Monday, November 8, 2021

I feel roasted

I get a lot of stupid shit in my social media feed. Much of it is self inflicted. For instance, on Linkedin I purposely follow schmucks like Gary Vaynerchuck and Grant Cardone just to see their inane posts about "crushing it."

Last week Grant posted a video interview of himself, where he shamelessly tells the camera, "Everyday I get a sheet of paper that tells me how much CASH I have. It's not like I'm bragging or anything, it's just that I hate CASH and need to find ways to get rid of it so that it's bringing in more CASH." 

Followed by a pitch for another one of his shabby motivational books. Here's the latest cheesiness from this charlatan.

On Facebook, I intentionally join groups that will raise my heart rate and set me off, like the Kayleigh McCenany Fan Club Page. That right, the lyingest liar in the history of lying has her own fan club. 

And on Twitter I make it a point to follow, ok and to troll, folks like Stephen Miller, Mark Meadows, Kirstie Alley and until recently, Emerald Robinson.

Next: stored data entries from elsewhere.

use axum::http::{Method, StatusCode};
use serde_json::json;
use tower::ServiceExt;

use crate::db::types::UserRole;
use crate::test_support;

#[tokio::test]
async fn enroll_twice_conflicts_and_history_lists_enrollment() {
    let Some(ctx) = test_support::setup_test_context().await else {
        return;
    };

    let student =
        test_support::insert_user(ctx.state.db(), "Sam", "sam@college.test", UserRole::Student).await;
    let course = test_support::insert_course(ctx.state.db(), "CS101", None).await;
    let token = test_support::bearer_token(&student, ctx.state.settings());
    let payload = json!({"studentId": student.id, "courseId": course.id});

    let response = ctx
        .app
        .clone()
        .oneshot(test_support::json_request(
            Method::POST,
            "/api/enrollments",
            Some(&token),
            Some(payload.clone()),
        ))
        .await
        .expect("enroll");
    let status = response.status();
    let body = test_support::read_json(response).await;
    assert_eq!(status, StatusCode::CREATED, "response: {body}");
    assert_eq!(body["status"], "ENROLLED");
    let enrollment_id = body["id"].as_str().expect("enrollment id").to_string();

    let response = ctx
        .app
        .clone()
        .oneshot(test_support::json_request(
            Method::POST,
            "/api/enrollments",
            Some(&token),
            Some(payload),
        ))
        .await
        .expect("enroll again");
    let status = response.status();
    let body = test_support::read_json(response).await;
    assert_eq!(status, StatusCode::CONFLICT);
    assert_eq!(body["detail"], "Student is already enrolled in this course");

    let response = ctx
        .app
        .clone()
        .oneshot(test_support::json_request(
            Method::GET,
            &format!("/api/enrollments/student/{}", student.id),
            Some(&token),
            None,
        ))
        .await
        .expect("history");
    let body = test_support::read_json(response).await;
    assert_eq!(body[0]["course_name"], "CS101");

    let response = ctx
        .app
        .oneshot(test_support::json_request(
            Method::DELETE,
            &format!("/api/enrollments/{enrollment_id}"),
            Some(&token),
            None,
        ))
        .await
        .expect("delete");
    assert_eq!(response.status(), StatusCode::OK);
}

#[tokio::test]
async fn students_cannot_enroll_others() {
    let Some(ctx) = test_support::setup_test_context().await else {
        return;
    };

    let student =
        test_support::insert_user(ctx.state.db(), "Sam", "sam@college.test", UserRole::Student).await;
    let other =
        test_support::insert_user(ctx.state.db(), "Alex", "alex@college.test", UserRole::Student).await;
    let admin =
        test_support::insert_user(ctx.state.db(), "Admin", "admin@college.test", UserRole::Admin)
            .await;
    let course = test_support::insert_course(ctx.state.db(), "CS101", None).await;
    let payload = json!({"student_id": other.id, "course_id": course.id});

    let token = test_support::bearer_token(&student, ctx.state.settings());
    let response = ctx
        .app
        .clone()
        .oneshot(test_support::json_request(
            Method::POST,
            "/api/enrollments",
            Some(&token),
            Some(payload.clone()),
        ))
        .await
        .expect("enroll other");
    assert_eq!(response.status(), StatusCode::FORBIDDEN);

    let admin_token = test_support::bearer_token(&admin, ctx.state.settings());
    let response = ctx
        .app
        .oneshot(test_support::json_request(
            Method::POST,
            "/api/enrollments",
            Some(&admin_token),
            Some(payload),
        ))
        .await
        .expect("admin enrolls");
    assert_eq!(response.status(), StatusCode::CREATED);
}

Don't know who she is? Well, she is rabid Trumpster who works (or worked) for NewsMax. 

She was just suspended from Twitter for posting disinformation about the vaccine. Claiming it contained bits of LUCIFERase, a bioluminescent that could be used by the government to track people. I'm gonna miss Emerald, particularly since she would often spar with me and put forth her wacky Red Hat opinions in digital ink. Oh Em!

A few days ago, something from came up in my scroll. Maybe because I'm 44 years old I'm a little out of touch with pop culture, but I had never heard of them before. Nor did I have any idea that kids today have been soliciting insults with the hash tags RoastMe

I never knew of this phenomena, but now that I do, I love it.

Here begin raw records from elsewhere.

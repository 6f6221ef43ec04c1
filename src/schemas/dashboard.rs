use serde::Serialize;

use crate::schemas::assignment::UpcomingAssignmentResponse;
use crate::schemas::enrollment::EnrolledCourseResponse;
use crate::schemas::submission::GradeResponse;

#[derive(Debug, Default, Serialize)]
pub(crate) struct AdminDashboardResponse {
    pub(crate) total_students: i64,
    pub(crate) total_teachers: i64,
    pub(crate) total_courses: i64,
}

#[derive(Debug, Serialize)]
pub(crate) struct TeacherDashboardResponse {
    pub(crate) total_courses: i64,
    pub(crate) total_students: i64,
    pub(crate) total_assignments: i64,
    pub(crate) pending_submissions: i64,
}

#[derive(Debug, Serialize)]
pub(crate) struct StudentDashboardResponse {
    pub(crate) courses: Vec<EnrolledCourseResponse>,
    pub(crate) upcoming_assignments: Vec<UpcomingAssignmentResponse>,
    pub(crate) recent_grades: Vec<GradeResponse>,
}
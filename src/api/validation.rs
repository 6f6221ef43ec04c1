use validator::{Validate, ValidationErrors};

use crate::api::errors::ApiError;

/// Emails are stored trimmed and lower-cased.
pub(crate) fn normalize_email(email: &str) -> String {
    email.trim().to_ascii_lowercase()
}

pub(crate) fn validate_payload<T: Validate>(payload: &T) -> Result<(), ApiError> {
    payload.validate().map_err(|errors| ApiError::BadRequest(describe(&errors)))
}

fn describe(errors: &ValidationErrors) -> String {
    let mut messages: Vec<String> = errors
        .field_errors()
        .into_iter()
        .flat_map(|(field, errors)| {
            errors.iter().map(move |error| match &error.message {
                Some(message) => message.to_string(),
                None => format!("{field} is invalid"),
            })
        })
        .collect();
    messages.sort();

    if messages.is_empty() {
        "Invalid request payload".to_string()
    } else {
        messages.join("; ")
    }
}

#[cfg(test)]
mod tests {
    use super::*;
    use crate::schemas::auth::RegisterRequest;

    #[test]
    fn normalize_email_trims_and_lowercases() {
        assert_eq!(normalize_email("  Ada@College.TEST "), "ada@college.test");
    }

    #[test]
    fn payload_errors_become_bad_request() {
        let request: RegisterRequest = serde_json::from_value(serde_json::json!({
            "name": "",
            "email": "ada@college.test",
            "password": "longenough"
        }))
        .unwrap();

        match validate_payload(&request) {
            Err(ApiError::BadRequest(message)) => assert_eq!(message, "name must not be empty"),
            other => panic!("unexpected result: {other:?}"),
        }
    }
}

I won't go into the psychology of asking complete strangers to defile, mock and savagely ridicule one's self. I understand the need for attention. You could even argue that this blog and my never-ending potshots at the previous Shitgibbon regime make me guilty of the same.

I'm much more impressed with the roasts themselves. 

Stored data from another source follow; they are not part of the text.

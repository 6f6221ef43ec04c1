use sqlx::FromRow;
use time::PrimitiveDateTime;

use crate::db::models::Submission;
use crate::db::types::SubmissionStatus;

const COLUMNS: &str = "\
    id, assignment_id, student_id, submission_text, file_name, file_size, file_hash, \
    submitted_at, grade, feedback, graded_at, status";

pub(crate) struct CreateSubmission<'a> {
    pub(crate) id: &'a str,
    pub(crate) assignment_id: &'a str,
    pub(crate) student_id: &'a str,
    pub(crate) submission_text: Option<&'a str>,
    pub(crate) file_name: Option<&'a str>,
    pub(crate) file_size: Option<i64>,
    pub(crate) file_hash: Option<&'a str>,
    pub(crate) submitted_at: PrimitiveDateTime,
}

#[derive(Debug, Clone, FromRow)]
pub(crate) struct SubmissionDetailRow {
    pub(crate) id: String,
    pub(crate) assignment_id: String,
    pub(crate) assignment_title: String,
    pub(crate) course_id: String,
    pub(crate) course_name: String,
    pub(crate) student_id: String,
    pub(crate) student_name: String,
    pub(crate) student_email: String,
    pub(crate) submission_text: Option<String>,
    pub(crate) file_name: Option<String>,
    pub(crate) file_size: Option<i64>,
    pub(crate) submitted_at: PrimitiveDateTime,
    pub(crate) grade: Option<f64>,
    pub(crate) feedback: Option<String>,
    pub(crate) graded_at: Option<PrimitiveDateTime>,
    pub(crate) status: SubmissionStatus,
}

#[derive(Debug, Clone, FromRow)]
pub(crate) struct SubmissionOwnerRow {
    pub(crate) course_id: String,
    pub(crate) file_name: Option<String>,
}

const DETAIL_SELECT: &str = "\
    SELECT s.id, s.assignment_id, a.title AS assignment_title,
           c.id AS course_id, c.name AS course_name,
           u.id AS student_id, u.name AS student_name, u.email AS student_email,
           s.submission_text, s.file_name, s.file_size, s.submitted_at,
           s.grade, s.feedback, s.graded_at, s.status
    FROM submissions s
    JOIN assignments a ON a.id = s.assignment_id
    JOIN courses c ON c.id = a.course_id
    JOIN users u ON u.id = s.student_id";

pub(crate) async fn create(
    executor: impl sqlx::PgExecutor<'_>,
    params: CreateSubmission<'_>,
) -> Result<Submission, sqlx::Error> {
    sqlx::query_as::<_, Submission>(&format!(
        "INSERT INTO submissions (
            id, assignment_id, student_id, submission_text, file_name, file_size, file_hash,
            submitted_at, status
         ) VALUES ($1,$2,$3,$4,$5,$6,$7,$8,'submitted')
         RETURNING {COLUMNS}",
    ))
    .bind(params.id)
    .bind(params.assignment_id)
    .bind(params.student_id)
    .bind(params.submission_text)
    .bind(params.file_name)
    .bind(params.file_size)
    .bind(params.file_hash)
    .bind(params.submitted_at)
    .fetch_one(executor)
    .await
}

pub(crate) async fn find_owner(
    executor: impl sqlx::PgExecutor<'_>,
    id: &str,
) -> Result<Option<SubmissionOwnerRow>, sqlx::Error> {
    sqlx::query_as::<_, SubmissionOwnerRow>(
        "SELECT a.course_id, s.file_name
         FROM submissions s
         JOIN assignments a ON a.id = s.assignment_id
         WHERE s.id = $1",
    )
    .bind(id)
    .fetch_optional(executor)
    .await
}

pub(crate) async fn find_for_assignment_student(
    executor: impl sqlx::PgExecutor<'_>,
    assignment_id: &str,
    student_id: &str,
) -> Result<Option<Submission>, sqlx::Error> {
    sqlx::query_as::<_, Submission>(&format!(
        "SELECT {COLUMNS} FROM submissions WHERE assignment_id = $1 AND student_id = $2"
    ))
    .bind(assignment_id)
    .bind(student_id)
    .fetch_optional(executor)
    .await
}

pub(crate) async fn list_for_assignment(
    executor: impl sqlx::PgExecutor<'_>,
    assignment_id: &str,
) -> Result<Vec<SubmissionDetailRow>, sqlx::Error> {
    sqlx::query_as::<_, SubmissionDetailRow>(&format!(
        "{DETAIL_SELECT} WHERE s.assignment_id = $1 ORDER BY s.submitted_at, s.id"
    ))
    .bind(assignment_id)
    .fetch_all(executor)
    .await
}

pub(crate) async fn list_for_student(
    executor: impl sqlx::PgExecutor<'_>,
    student_id: &str,
) -> Result<Vec<SubmissionDetailRow>, sqlx::Error> {
    sqlx::query_as::<_, SubmissionDetailRow>(&format!(
        "{DETAIL_SELECT} WHERE s.student_id = $1 ORDER BY s.submitted_at DESC, s.id"
    ))
    .bind(student_id)
    .fetch_all(executor)
    .await
}

pub(crate) async fn list_for_student_in_teacher_courses(
    executor: impl sqlx::PgExecutor<'_>,
    student_id: &str,
    teacher_id: &str,
) -> Result<Vec<SubmissionDetailRow>, sqlx::Error> {
    sqlx::query_as::<_, SubmissionDetailRow>(&format!(
        "{DETAIL_SELECT} WHERE s.student_id = $1 AND c.teacher_id = $2
         ORDER BY s.submitted_at DESC, s.id"
    ))
    .bind(student_id)
    .bind(teacher_id)
    .fetch_all(executor)
    .await
}

pub(crate) async fn list_graded_for_student(
    executor: impl sqlx::PgExecutor<'_>,
    student_id: &str,
    limit: Option<i64>,
) -> Result<Vec<SubmissionDetailRow>, sqlx::Error> {
    sqlx::query_as::<_, SubmissionDetailRow>(&format!(
        "{DETAIL_SELECT} WHERE s.student_id = $1 AND s.grade IS NOT NULL
         ORDER BY s.graded_at DESC NULLS LAST, s.submitted_at DESC, s.id
         LIMIT $2"
    ))
    .bind(student_id)
    .bind(limit)
    .fetch_all(executor)
    .await
}

pub(crate) async fn count_ungraded_for_teacher(
    executor: impl sqlx::PgExecutor<'_>,
    teacher_id: &str,
) -> Result<i64, sqlx::Error> {
    sqlx::query_scalar::<_, i64>(
        "SELECT COUNT(*) FROM submissions s
         JOIN assignments a ON a.id = s.assignment_id
         JOIN courses c ON c.id = a.course_id
         WHERE c.teacher_id = $1 AND s.grade IS NULL",
    )
    .bind(teacher_id)
    .fetch_one(executor)
    .await
}

pub(crate) async fn grade(
    executor: impl sqlx::PgExecutor<'_>,
    id: &str,
    grade: f64,
    feedback: Option<&str>,
    graded_at: PrimitiveDateTime,
) -> Result<Option<Submission>, sqlx::Error> {
    sqlx::query_as::<_, Submission>(&format!(
        "UPDATE submissions SET grade = $1, feedback = $2, graded_at = $3, status = $4
         WHERE id = $5
         RETURNING {COLUMNS}",
    ))
    .bind(grade)
    .bind(feedback)
    .bind(graded_at)
    .bind(SubmissionStatus::Graded)
    .bind(id)
    .fetch_optional(executor)
    .await
}

pub(crate) async fn delete_for_assignment(
    executor: impl sqlx::PgExecutor<'_>,
    assignment_id: &str,
) -> Result<Vec<Option<String>>, sqlx::Error> {
    sqlx::query_scalar::<_, Option<String>>(
        "DELETE FROM submissions WHERE assignment_id = $1 RETURNING file_name",
    )
    .bind(assignment_id)
    .fetch_all(executor)
    .await
}

pub(crate) async fn delete_for_course(
    executor: impl sqlx::PgExecutor<'_>,
    course_id: &str,
) -> Result<Vec<Option<String>>, sqlx::Error> {
    sqlx::query_scalar::<_, Option<String>>(
        "DELETE FROM submissions
         WHERE assignment_id IN (SELECT id FROM assignments WHERE course_id = $1)
         RETURNING file_name",
    )
    .bind(course_id)
    .fetch_all(executor)
    .await
}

Some are so fucking good.They're colorful. imaginative. And cutting, with the precision of one of those granite-coated knives sold on late night TV. 6 knives for $29.99? They can't be any good right?

The picture above is one of my favorites. But there are so, so many. 

Of course, after the chortling and guffawing, I often find myself sad and depressed. 

As all writers, I like to believe I have a special and unique command of the language and a particular mastery of the putdown. That belief has been shattered by the millions of would be roasters who are lying in wait for the next attention-starved victim.